Accordingly, if such a person happens to be at the Shabbos table, Kiddush
may not be recited.
Many theories have been postulated as to why some women - although
meticulous in keeping other mitzvos - are lax in regard to covering their
hair. Some do not cover their hair at all and others do so partially. It
must be stressed that this practice is roundly condemned by all poskim.
There is not a single, solitary authority who finds a leniency for married
women to have their hair uncovered(6). Indeed, in recent years there has
been a gradual improvement and many women who did not previously cover their
hair, have begun to do so.
In the last century or so, the many women who did not cover their hair
presented a halachic problem. The previously mentioned halachah that a
woman's uncovered hair is considered an ervah regarding Kerias Shema and all
blessings, made it practically impossible for men to recite tefillos and
blessings or to learn Torah in their own homes. A situation developed which
was impossible to live with.
Because of the prevalence of the problem, the Aruch ha-Shulchan(7) ruled
that in a locale where the majority of married women do not cover their
hair, we can no longer consider hair an ervah. In his opinion, only in a
locale where most women keep their hair covered can uncovered hair be
considered an ervah. This controversial ruling was accepted by some
poskim(8) and strongly rejected by others(9). Harav M. Feinstein(10) ruled
that one can rely on this leniency only under extenuating circumstances.
Concerning our case in point, therefore, the following guidelines are
1. If it is possible to explain the problem to the woman in private without
embarrassing her, then that would be the preferred solution.

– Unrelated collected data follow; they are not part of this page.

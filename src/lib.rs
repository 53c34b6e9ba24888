//! Speedwatch - periodic speedtest runner with a persistent history.
//!
//! The system measures network performance against a fixed set of speedtest
//! servers on a timer, retains the full history in memory, checkpoints it
//! durably across restarts, and exposes a bounded, sorted view over HTTP.
//!
//! # Architecture
//!
//! - **Store**: thread-safe, append-only history of measurement cycles
//! - **Runner**: periodic measurement cycles via the external speedtest CLI
//! - **Persistence**: versioned JSON snapshot with atomic checkpoint writes
//! - **View**: sorted, size-bounded read projection for presentation
//! - **Server**: thin axum read API over the view

pub mod config;
pub mod persist;
pub mod runner;
pub mod server;
pub mod store;
pub mod view;

pub use config::{AppConfig, ConfigError};
pub use persist::{PersistError, Persistence};
pub use runner::{ProbeError, Prober, Runner, RunnerConfig, SpeedtestCli};
pub use store::{Measurement, MeasurementGroup, MeasurementStore};
pub use view::{DEFAULT_VIEW_LIMIT, recent};
//! Read-side projection of the measurement history.
//!
//! Sorting happens on a private snapshot, never on the shared store, so
//! readers do not contend with the runner and can never observe a
//! half-sorted history.

use crate::store::{MeasurementGroup, MeasurementStore};

/// Default number of groups exposed to presentation.
pub const DEFAULT_VIEW_LIMIT: usize = 24;

/// Return the `limit` most recent groups, newest first.
///
/// Ties on the cycle timestamp keep their original insertion order (the
/// sort is stable). Returns fewer than `limit` groups when the store holds
/// fewer. Never mutates the store.
pub fn recent(store: &MeasurementStore, limit: usize) -> Vec<MeasurementGroup> {
    let mut groups = store.snapshot();
    groups.sort_by(|a, b| b.date.cmp(&a.date));
    groups.truncate(limit);
    groups
}
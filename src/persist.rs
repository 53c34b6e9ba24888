//! Durable snapshot persistence.
//!
//! The full measurement history is checkpointed to a single versioned JSON
//! file. Writes go to a temporary file in the same directory, are fsynced,
//! and then atomically renamed over the committed snapshot, so a crash
//! mid-write never corrupts the previous checkpoint. A missing, corrupt or
//! mismatched snapshot at startup is a warning, not an error: the process
//! starts with an empty history.

use std::path::{Path, PathBuf};
use std::time::Duration;

use chrono::{DateTime, Utc};
use serde::{Deserialize, Serialize};
use thiserror::Error;
use tokio_util::sync::CancellationToken;

use crate::store::{MeasurementGroup, MeasurementStore};

/// Current snapshot file format version.
pub const SNAPSHOT_VERSION: u32 = 1;

/// Default interval between periodic checkpoints (5 minutes).
pub const DEFAULT_CHECKPOINT_INTERVAL: Duration = Duration::from_secs(5 * 60);

/// Errors that can occur while reading or writing the snapshot file.
#[derive(Debug, Error)]
pub enum PersistError {
    /// File I/O failure.
    #[error("snapshot io error: {0}")]
    Io(#[from] std::io::Error),

    /// JSON encode/decode failure.
    #[error("snapshot json error: {0}")]
    Json(#[from] serde_json::Error),

    /// Snapshot was written by an incompatible format version.
    #[error("snapshot version mismatch: found {found}, expected {expected}")]
    VersionMismatch { found: u32, expected: u32 },
}

/// On-disk snapshot envelope.
///
/// Unknown fields are ignored on load so the format can grow without
/// breaking older snapshots.
#[derive(Debug, Serialize, Deserialize)]
struct SnapshotFile {
    version: u32,
    saved_at: DateTime<Utc>,
    groups: Vec<MeasurementGroup>,
}

/// Loads the store at startup and checkpoints it on a timer and at shutdown.
#[derive(Debug, Clone)]
pub struct Persistence {
    path: PathBuf,
    interval: Duration,
    store: MeasurementStore,
}

impl Persistence {
    /// Create a persistence manager for the snapshot at `path`.
    pub fn new(path: impl Into<PathBuf>, interval: Duration, store: MeasurementStore) -> Self {
        Self {
            path: path.into(),
            interval,
            store,
        }
    }

    /// Snapshot file path.
    pub fn path(&self) -> &Path {
        &self.path
    }

    /// Load the durable snapshot into the store, if one exists.
    ///
    /// Missing file, undecodable content and version mismatches all leave
    /// the store untouched; only a warning is logged. Called once during
    /// startup, before any background task runs.
    pub async fn load(&self) {
        match self.try_load().await {
            Ok(Some(groups)) => {
                tracing::info!(
                    path = %self.path.display(),
                    groups = groups.len(),
                    "Loaded measurement history"
                );
                self.store.replace_all(groups);
            }
            Ok(None) => {
                tracing::info!(
                    path = %self.path.display(),
                    "No snapshot file, starting with empty history"
                );
            }
            Err(e) => {
                tracing::warn!(
                    path = %self.path.display(),
                    error = %e,
                    "Failed to load snapshot, starting with empty history"
                );
            }
        }
    }

    async fn try_load(&self) -> Result<Option<Vec<MeasurementGroup>>, PersistError> {
        let bytes = match tokio::fs::read(&self.path).await {
            Ok(bytes) => bytes,
            Err(e) if e.kind() == std::io::ErrorKind::NotFound => return Ok(None),
            Err(e) => return Err(e.into()),
        };

        let snapshot: SnapshotFile = serde_json::from_slice(&bytes)?;
        if snapshot.version != SNAPSHOT_VERSION {
            return Err(PersistError::VersionMismatch {
                found: snapshot.version,
                expected: SNAPSHOT_VERSION,
            });
        }
        Ok(Some(snapshot.groups))
    }

    /// Write the current store content durably.
    ///
    /// Takes a store snapshot (brief lock), then serializes and writes with
    /// no lock held. The write is crash-safe: temp file in the same
    /// directory, fsync, atomic rename over the committed snapshot.
    pub async fn checkpoint(&self) -> Result<(), PersistError> {
        let groups = self.store.snapshot();
        let snapshot = SnapshotFile {
            version: SNAPSHOT_VERSION,
            saved_at: Utc::now(),
            groups,
        };
        let bytes = serde_json::to_vec(&snapshot)?;

        let tmp_path = tmp_path_for(&self.path);
        {
            use tokio::io::AsyncWriteExt;
            let mut file = tokio::fs::File::create(&tmp_path).await?;
            file.write_all(&bytes).await?;
            file.sync_all().await?;
        }
        tokio::fs::rename(&tmp_path, &self.path).await?;

        tracing::debug!(
            path = %self.path.display(),
            groups = snapshot.groups.len(),
            bytes = bytes.len(),
            "Checkpoint written"
        );
        Ok(())
    }

    /// Periodic checkpoint loop.
    ///
    /// Runs until `cancel` is triggered, then performs one final checkpoint
    /// before returning. Checkpoint failures are logged and retried on the
    /// next tick; they never terminate the loop.
    pub async fn run(self, cancel: CancellationToken) {
        tracing::info!(
            path = %self.path.display(),
            interval_secs = self.interval.as_secs(),
            "Checkpoint task started"
        );

        let mut interval = tokio::time::interval(self.interval);
        interval.set_missed_tick_behavior(tokio::time::MissedTickBehavior::Delay);
        // The first tick of tokio's interval fires immediately.
        interval.tick().await;

        loop {
            tokio::select! {
                _ = cancel.cancelled() => {
                    tracing::info!("Checkpoint task stopping, writing final snapshot");
                    if let Err(e) = self.checkpoint().await {
                        tracing::error!(error = %e, "Final checkpoint failed");
                    }
                    break;
                }
                _ = interval.tick() => {
                    if let Err(e) = self.checkpoint().await {
                        tracing::warn!(error = %e, "Checkpoint failed, will retry next tick");
                    }
                }
            }
        }
    }
}

/// Temp file path next to the snapshot, so the rename stays on one filesystem.
fn tmp_path_for(path: &Path) -> PathBuf {
    let mut name = path.file_name().map(|n| n.to_owned()).unwrap_or_default();
    name.push(".tmp");
    path.with_file_name(name)
}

2. If it is difficult to do so, one should avert his face from her or close
his eyes before reciting Kiddush.
3. If that is difficult, one can rely on the poskim who rule that under
present-day conditions, women's hair is not considered an ervah.
4. If the woman sitting at the table is not Jewish, her uncovered hair is
not considered an ervah(11).
5. If the woman at the table is not dressed properly [according to minimum
halachic guidelines], then, too, the man saying Kiddush must avert his face
or close his eyes(12). The Aruch ha-Shulchan's leniency does not apply to
1 Divorced or widowed women are also required to do so, although some poskim
hold that their obligation is Rabbinic; see Igros Moshe E.H. 1:57. See
Machazeh Eliyahu 118-120 for a complete discussion.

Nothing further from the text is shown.